> [ACTION ITEM] Needed from the entries below: every line that holds the word "static".

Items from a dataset
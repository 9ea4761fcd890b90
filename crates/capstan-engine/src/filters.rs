//! Kubernetes-flavoured template filters

use base64::Engine as _;
use minijinja::{Error, ErrorKind, Value};
use sha2::{Digest, Sha256};

/// Convert a value to YAML format
///
/// Usage: {{ values.config | toyaml }}
pub fn toyaml(value: Value) -> Result<String, Error> {
    let json_value: serde_json::Value = serde_json::to_value(&value)
        .map_err(|e| Error::new(ErrorKind::InvalidOperation, e.to_string()))?;

    let yaml = serde_yaml::to_string(&json_value)
        .map_err(|e| Error::new(ErrorKind::InvalidOperation, e.to_string()))?;

    Ok(yaml.trim_start_matches("---\n").trim_end().to_string())
}

/// Convert a value to JSON format
///
/// Usage: {{ values.config | tojson }}
pub fn tojson(value: Value) -> Result<String, Error> {
    let json_value: serde_json::Value = serde_json::to_value(&value)
        .map_err(|e| Error::new(ErrorKind::InvalidOperation, e.to_string()))?;

    serde_json::to_string(&json_value)
        .map_err(|e| Error::new(ErrorKind::InvalidOperation, e.to_string()))
}

/// Base64 encode a string
///
/// Usage: {{ secret | b64encode }}
#[must_use]
pub fn b64encode(value: String) -> String {
    base64::engine::general_purpose::STANDARD.encode(value.as_bytes())
}

/// Base64 decode a string
///
/// Usage: {{ encoded | b64decode }}
pub fn b64decode(value: String) -> Result<String, Error> {
    let decoded = base64::engine::general_purpose::STANDARD
        .decode(value.as_bytes())
        .map_err(|e| {
            Error::new(
                ErrorKind::InvalidOperation,
                format!("base64 decode error: {}", e),
            )
        })?;

    String::from_utf8(decoded)
        .map_err(|e| Error::new(ErrorKind::InvalidOperation, format!("UTF-8 decode error: {}", e)))
}

/// Quote a string with double quotes
///
/// Usage: {{ name | quote }}
#[must_use]
pub fn quote(value: Value) -> String {
    let s = match value.as_str() {
        Some(s) => s.to_string(),
        None => value.to_string(),
    };
    format!("\"{}\"", s.replace('\\', "\\\\").replace('"', "\\\""))
}

/// Quote a string with single quotes
///
/// Usage: {{ name | squote }}
#[must_use]
pub fn squote(value: Value) -> String {
    let s = match value.as_str() {
        Some(s) => s.to_string(),
        None => value.to_string(),
    };
    format!("'{}'", s.replace('\'', "''"))
}

/// Indent every non-empty line by `spaces`
///
/// Usage: {{ content | indent(4) }}
#[must_use]
pub fn indent(value: String, spaces: usize) -> String {
    let pad = " ".repeat(spaces);
    let lines: Vec<String> = value
        .lines()
        .map(|line| {
            if line.is_empty() {
                String::new()
            } else {
                format!("{}{}", pad, line)
            }
        })
        .collect();
    lines.join("\n")
}

/// Indent with a leading newline (like Helm's nindent)
///
/// Usage: {{ content | nindent(4) }}
#[must_use]
pub fn nindent(value: String, spaces: usize) -> String {
    format!("\n{}", indent(value, spaces))
}

/// Require a value, fail if undefined or empty
///
/// Usage: {{ values.required_field | required("field is required") }}
pub fn required(value: Value, message: Option<String>) -> Result<Value, Error> {
    let missing = value.is_undefined()
        || value.is_none()
        || value.as_str().is_some_and(str::is_empty);

    if missing {
        let msg = message.unwrap_or_else(|| "required value is missing".to_string());
        return Err(Error::new(ErrorKind::InvalidOperation, msg));
    }

    Ok(value)
}

/// SHA256 hex digest of a string
///
/// Usage: {{ values.config | tojson | sha256 }}
#[must_use]
pub fn sha256(value: String) -> String {
    let digest = Sha256::digest(value.as_bytes());
    digest.iter().fold(
        String::with_capacity(digest.len() * 2),
        |mut out, byte| {
            use std::fmt::Write as _;
            let _ = write!(out, "{:02x}", byte);
            out
        },
    )
}

/// Truncate a string to at most `length` characters
///
/// Usage: {{ name | trunc(63) }}
#[must_use]
pub fn trunc(value: String, length: usize) -> String {
    value.chars().take(length).collect()
}

/// Remove a prefix if present
///
/// Usage: {{ name | trimprefix("release-") }}
#[must_use]
pub fn trimprefix(value: String, prefix: String) -> String {
    value
        .strip_prefix(&prefix)
        .map(str::to_string)
        .unwrap_or(value)
}

/// Remove a suffix if present
///
/// Usage: {{ name | trimsuffix("-") }}
#[must_use]
pub fn trimsuffix(value: String, suffix: String) -> String {
    value
        .strip_suffix(&suffix)
        .map(str::to_string)
        .unwrap_or(value)
}

#[cfg(test)]
mod tests {
    use super::*;

    #[test]
    fn test_toyaml() {
        let value = Value::from_serialize(&serde_json::json!({"repository": "nginx", "tag": "1.25"}));
        let yaml = toyaml(value).unwrap();

        assert!(yaml.contains("repository: nginx"));
        assert!(!yaml.ends_with('\n'));
    }

    #[test]
    fn test_tojson() {
        let value = Value::from_serialize(&serde_json::json!({"a": 1}));
        assert_eq!(tojson(value).unwrap(), r#"{"a":1}"#);
    }

    #[test]
    fn test_b64_roundtrip() {
        let encoded = b64encode("secret".to_string());
        assert_eq!(encoded, "c2VjcmV0");
        assert_eq!(b64decode(encoded).unwrap(), "secret");
        assert!(b64decode("not base64!!".to_string()).is_err());
    }

    #[test]
    fn test_quote() {
        assert_eq!(quote(Value::from("hello")), "\"hello\"");
        assert_eq!(quote(Value::from("say \"hi\"")), "\"say \\\"hi\\\"\"");
        assert_eq!(squote(Value::from("it's")), "'it''s'");
    }

    #[test]
    fn test_indent_and_nindent() {
        assert_eq!(indent("a\nb".to_string(), 2), "  a\n  b");
        assert_eq!(indent("a\n\nb".to_string(), 2), "  a\n\n  b");
        assert_eq!(nindent("a".to_string(), 4), "\n    a");
    }

    #[test]
    fn test_required() {
        assert!(required(Value::from("x"), None).is_ok());

        let err = required(Value::from(""), Some("name is required".to_string())).unwrap_err();
        assert!(err.to_string().contains("name is required"));
        assert!(required(Value::UNDEFINED, None).is_err());
    }

    #[test]
    fn test_sha256() {
        assert_eq!(
            sha256("hello world".to_string()),
            "b94d27b9934d3e08a52e52d7da7dabfac484efe37a5380ee9088f7ace2efcde9"
        );
    }

    #[test]
    fn test_trunc() {
        assert_eq!(trunc("release-name-long".to_string(), 7), "release");
        assert_eq!(trunc("short".to_string(), 63), "short");
    }

    #[test]
    fn test_trim_prefix_suffix() {
        assert_eq!(trimprefix("release-app".to_string(), "release-".to_string()), "app");
        assert_eq!(trimprefix("app".to_string(), "release-".to_string()), "app");
        assert_eq!(trimsuffix("name-".to_string(), "-".to_string()), "name");
    }
}
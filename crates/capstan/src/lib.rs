//! Capstan renders Helm-style chart manifests in-process, without the need
//! of a helm executable and without executing an external command.
//!
//! A chart is loaded once from a virtual filesystem and can then be rendered
//! any number of times with different release parameters and values:
//!
//! ```
//! use capstan::{MemoryFs, TemplateConfig, load_chart, template};
//!
//! let fs = MemoryFs::new()
//!     .with_text_file("Chart.yaml", "apiVersion: v2\nname: demo\nversion: 0.1.0")
//!     .with_text_file("values.yaml", "someValue: something")
//!     .with_text_file("templates/cm.yaml", "something: {{ values.someValue }}");
//!
//! let chart = load_chart(&fs).unwrap();
//!
//! let manifest = template(TemplateConfig {
//!     release_name: "test".to_string(),
//!     chart: Some(chart),
//!     ..Default::default()
//! })
//! .unwrap();
//!
//! assert_eq!(
//!     manifest,
//!     "---\n# Source: demo/templates/cm.yaml\nsomething: something"
//! );
//! ```
//!
//! Rendering is delegated to a [`Renderer`], by default the MiniJinja-based
//! [`Engine`]. This crate owns chart loading and the text-level
//! post-processing of the rendered manifest (file filtering, hook
//! appending).

mod config;
mod error;
mod loader;
mod manifest;
mod renderer;
mod template;

pub use config::TemplateConfig;
pub use error::{FilterError, LoadError, TemplateError};
pub use loader::{Chart, load_chart, load_chart_with, must_load_chart};
pub use renderer::Renderer;
pub use template::{template, template_with};

// The pieces callers need to build filesystems, values and custom engines.
pub use capstan_core::{
    ChartFile, ChartFs, ChartMetadata, DirFs, HookManifest, MemoryFs, RenderOptions,
    RenderedRelease, Values,
};
pub use capstan_engine::{Engine, EngineBuilder};
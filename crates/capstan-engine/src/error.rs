//! Engine error types

use miette::{Diagnostic, NamedSource, SourceSpan};
use thiserror::Error;

/// Main engine error type
#[derive(Error, Debug)]
pub enum EngineError {
    #[error("invalid chart: {message}")]
    InvalidChart { message: String },

    #[error("template error: {0}")]
    Template(#[from] TemplateError),

    #[error("core error: {0}")]
    Core(#[from] capstan_core::CoreError),

    #[error("YAML error: {0}")]
    Yaml(#[from] serde_yaml::Error),

    #[error("JSON error: {0}")]
    Json(#[from] serde_json::Error),
}

pub type Result<T> = std::result::Result<T, EngineError>;

/// Template-specific error with source information
#[derive(Error, Debug, Diagnostic, Clone)]
#[error("{message}")]
#[diagnostic(code(capstan::template::render))]
pub struct TemplateError {
    /// Error message
    pub message: String,

    /// Template source code
    #[source_code]
    pub src: NamedSource<String>,

    /// Error location in source
    #[label("error occurred here")]
    pub span: Option<SourceSpan>,
}

impl TemplateError {
    /// Create a new template error from a MiniJinja error
    pub fn from_minijinja(
        err: minijinja::Error,
        template_name: &str,
        template_source: &str,
    ) -> Self {
        let span = err
            .line()
            .and_then(|line| calculate_span(template_source, line));

        Self {
            message: format!("{}: {}", template_name, err),
            src: NamedSource::new(template_name, template_source.to_string()),
            span,
        }
    }

    /// Create a template error without source attribution
    pub fn simple(message: impl Into<String>) -> Self {
        Self {
            message: message.into(),
            src: NamedSource::new("<template>", String::new()),
            span: None,
        }
    }
}

/// Span covering one (1-indexed) line of the template source
fn calculate_span(source: &str, line: usize) -> Option<SourceSpan> {
    let mut offset = 0;
    for (idx, content) in source.split_inclusive('\n').enumerate() {
        if idx + 1 == line {
            let len = content.trim_end_matches(['\n', '\r']).len();
            return Some(SourceSpan::new(offset.into(), len));
        }
        offset += content.len();
    }
    None
}
//! The chart-renderer contract
//!
//! Loading and post-processing never look inside the renderer: it is a
//! capability that turns buffered chart files into an opaque chart tree and
//! a chart tree plus render options into manifest text. The default
//! implementation is `capstan_engine::Engine`; tests inject fakes returning
//! canned text.

use capstan_core::{ChartFile, RenderOptions, RenderedRelease};
use capstan_engine::{Engine, EngineError, ParsedChart};

/// A chart-rendering capability
pub trait Renderer {
    /// The renderer's parsed chart tree
    type Chart;

    /// The renderer's error type
    type Error: std::error::Error + Send + Sync + 'static;

    /// Construct a chart tree from one batch of buffered files, validating
    /// chart metadata and embedded values.
    fn parse_chart(&self, files: Vec<ChartFile>) -> Result<Self::Chart, Self::Error>;

    /// Perform one dry-run, client-only render.
    fn render(
        &self,
        chart: &Self::Chart,
        options: &RenderOptions,
    ) -> Result<RenderedRelease, Self::Error>;
}

impl Renderer for Engine {
    type Chart = ParsedChart;
    type Error = EngineError;

    fn parse_chart(&self, files: Vec<ChartFile>) -> Result<ParsedChart, EngineError> {
        ParsedChart::from_files(&files)
    }

    fn render(
        &self,
        chart: &ParsedChart,
        options: &RenderOptions,
    ) -> Result<RenderedRelease, EngineError> {
        Engine::render(self, chart, options)
    }
}
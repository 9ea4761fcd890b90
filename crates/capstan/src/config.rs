//! Render request configuration

use once_cell::sync::Lazy;
use regex::Regex;

use capstan_core::{RenderOptions, Values};

use crate::error::TemplateError;
use crate::loader::Chart;

/// Release names are DNS-1123 labels, capped so generated resource names
/// stay within Kubernetes limits.
const RELEASE_NAME_MAX_LEN: usize = 53;

static RELEASE_NAME_RE: Lazy<Regex> =
    Lazy::new(|| Regex::new(r"^[a-z0-9]([-a-z0-9]*[a-z0-9])?$").unwrap());

/// Configuration for one template rendering
///
/// Only `chart` and `release_name` are required; everything else has a
/// documented default.
#[derive(Debug, Clone, Default)]
pub struct TemplateConfig {
    /// Name of the release (required)
    pub release_name: String,

    /// The loaded chart (required). Use [`crate::load_chart`].
    pub chart: Option<Chart>,

    /// Custom values overriding the chart defaults (default: none)
    pub values: Option<Values>,

    /// Namespace used to render the chart (default: empty)
    pub namespace: String,

    /// Also render the CRDs bundled under crds/ (default: false)
    pub include_crds: bool,

    /// Restrict output to these chart-root-relative files, e.g.
    /// `templates/configmap.yaml` (default: empty, render everything).
    /// Handy for specific use cases like unit tests for charts.
    pub show_files: Vec<String>,

    /// Append hook manifests after the main documents (default: false)
    pub enable_hooks: bool,
}

impl TemplateConfig {
    /// Check everything that can be rejected before rendering starts.
    pub(crate) fn validate(&self) -> Result<(), TemplateError> {
        if self.release_name.is_empty() {
            return Err(TemplateError::config("release name is required"));
        }

        if self.release_name.len() > RELEASE_NAME_MAX_LEN
            || !RELEASE_NAME_RE.is_match(&self.release_name)
        {
            return Err(TemplateError::config(format!(
                "invalid release name {:?}: must be a lowercase DNS-1123 label of at most {} characters",
                self.release_name, RELEASE_NAME_MAX_LEN
            )));
        }

        Ok(())
    }

    /// The renderer-side request this configuration amounts to.
    ///
    /// Hook execution is always suppressed renderer-side; whether hook
    /// manifests are appended is decided by the post-processor, keeping
    /// hook inclusion orthogonal to the other flags.
    pub(crate) fn render_options(&self) -> RenderOptions {
        RenderOptions {
            release_name: self.release_name.clone(),
            namespace: self.namespace.clone(),
            include_crds: self.include_crds,
            disable_hooks: false,
            values: self.values.clone().unwrap_or_else(Values::new),
        }
    }
}
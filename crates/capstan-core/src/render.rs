//! Request/response vocabulary of the chart renderer contract

use crate::values::Values;

/// Parameters for one dry-run, client-only render
#[derive(Debug, Clone)]
pub struct RenderOptions {
    /// Release name
    pub release_name: String,

    /// Target namespace
    pub namespace: String,

    /// Render CRD files bundled under crds/
    pub include_crds: bool,

    /// Drop hook documents entirely instead of returning them
    pub disable_hooks: bool,

    /// Values overriding the chart defaults
    pub values: Values,
}

/// The renderer's output: one concatenated manifest plus separated hooks
#[derive(Debug, Clone, Default)]
pub struct RenderedRelease {
    /// Concatenated multi-document manifest text. Every document is preceded
    /// by a `---` separator line and a `# Source: <path>` header line.
    pub manifest: String,

    /// Hook documents, excluded from the main manifest
    pub hooks: Vec<HookManifest>,
}

/// One hook document
#[derive(Debug, Clone, PartialEq, Eq)]
pub struct HookManifest {
    /// Source path of the template that produced the hook
    pub path: String,

    /// Rendered hook body
    pub manifest: String,

    /// Ordering weight (annotation, default 0)
    pub weight: i32,
}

> [ANSWER TO THE EXERCISE]
    type Error: std::error::Error + Send + Sync + 'static;
static RELEASE_NAME_RE: Lazy<Regex> =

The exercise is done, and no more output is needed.